NYC Food Adventures: A Bagel with Cream Cheese and Lox

Notes from a New York City Foodie Trip

A visit to Russ & Daughters and Pick a Bagel

Among the many food items New York City is known for are bagels. The claim is that New York City tap water makes both bagels and hot dogs particularly delicious. My husband and I are not huge bagel eaters, as we try to watch our carbs, but we had to try one while in the City. And it had to be an everything bagel (though we ended up getting plain) with cream cheese and lox, as that’s probably the most popular bagel combination among New Yorkers.

There are a plethora of places where to get bagels in NYC, but among them Russ & Daughters holds special distinction. The small deli has been at its current location on Houston St., a block away from Katz’s deli, for over a hundred years – though in recent years they’ve open a few other branches. It specializes in smoked fish and caviar, though they also have some spreads, soups, salads and baked goods. I had read in several places that their bagels weren’t particularly good, and we had just had lunch at Katz’s and weren’t particularly hungry, so we stopped by to pick up some lox and cream cheese for later.


The genius of great lox, I was to find out, is not only how it’s cooked, but how it’s sliced. The knife skills of the cutter were phenomenal. He chose the best part of the fish from where to hand cut paper thin slices of salmon. The cutter offered Mike a taste of the salmon of his choice, and he decided on the Norway, a strong tasting lox that he loved. Still, he decided to get a 1/4 lb of the Gaspe Nova ($14) to take home, as that’s the one Russ & Daughters is best known for. We also got 1/4 lb of scallion cream cheese ($3.50) as they’re also known for it.

It wasn’t until our last morning in NYC that we were able to actually get some bagels to eat with the cream cheese and lox (just cream cheese for me, as I don’t like lox). We got the bagels at Pick A Bagel, which seems to be a chain, with a location a few blocks away from our hotel.

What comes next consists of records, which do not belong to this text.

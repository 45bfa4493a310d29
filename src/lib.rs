#![forbid(unsafe_code)]
//! Dependency-ordered bundling of scripts and styles with a fingerprinted
//! on-disk cache.
//!
//! The host registers its assets in a [`Dependencies`] graph, requests the
//! ones a page needs, and hands the graph to [`Minifier::minify`] before
//! emitting any tags. The minifier:
//!
//! 1. resolves the requested and forced handles in dependency order,
//! 2. splits them into render groups (header, footer), skipping ignored ones,
//! 3. fingerprints each group by its `(handle, version)` pairs,
//! 4. serves a cached bundle for that fingerprint, or builds one through a
//!    [`Transform`] and stores it,
//! 5. replaces the group members with one bundle asset in the graph,
//! 6. hooks the members' inline payloads into the page [`Head`].
//!
//! Rendering never fails because of bundling. A broken transform or an
//! unwritable cache only means the page gets the on-the-fly URL.

mod cache;
mod config;
mod core;
mod error;
mod graph;
mod inline;
mod io;
mod minify;
mod queue;
mod resolve;
mod rewrite;
mod source;
mod transform;
mod utils;

pub use crate::cache::{Bundled, CacheStatus, Store, fingerprint};
pub use crate::config::Options;
pub use crate::core::{AssetKind, Group, Hash32};
pub use crate::error::*;
pub use crate::graph::{Asset, Dependencies};
pub use crate::inline::{Head, INLINE_HOOK, INLINE_PRIORITY, render_inline};
pub use crate::minify::{GroupBundle, Minifier, Placement, Report, Summary};
pub use crate::queue::{AssetQueue, GroupQueue, InlineData, QueueEntry, build_queue};
pub use crate::resolve::{resolve, resolve_grouped};
pub use crate::rewrite::{bundle_handle, rewrite};
pub use crate::source::site_path;
pub use crate::transform::{CommandTransform, Transform, TransformRequest};
#[cfg(feature = "logging")]
pub use crate::utils::init_logging;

The plain bagels ($1.75 each) were good. I liked them, they had a nice chew and good flavor. Mike thought they were just average – then again, he doesn’t particularly like bagels, so maybe that’s at play. We ate the bagels untoasted, as this seems to be the most common way to do it in NYC. I feel that most of the bagels we get here need to be toasted to be really edible, but this one really didn’t need it. We also got a bialy ($1.75), which is an unboiled bagel topped with onions. I had it after we got home and I did enjoy it, but again, I didn’t think it was particularly remarkable. Still, I did like the chewiness and not needing to toast it.

I wasn’t as enthusiastic about the scallion cream cheese from Russ & Daughters. It was fine, but it wasn’t special. Other than the scallions, I can’t say it was better than Philadelphia. Mike, however, raved about the lox. He thought the Gaspe Nova was absolutely delicious. It did, indeed, have a mild flavor, but he didn’t mind at all. While the two types of lox he tasted were different, he isn’t able to find a favorite, he’d like them both again. And he does think these may very be the best lox he’s ever had – indeed, he thinks it’s very unlikely he could find a better lox, at least outside NYC.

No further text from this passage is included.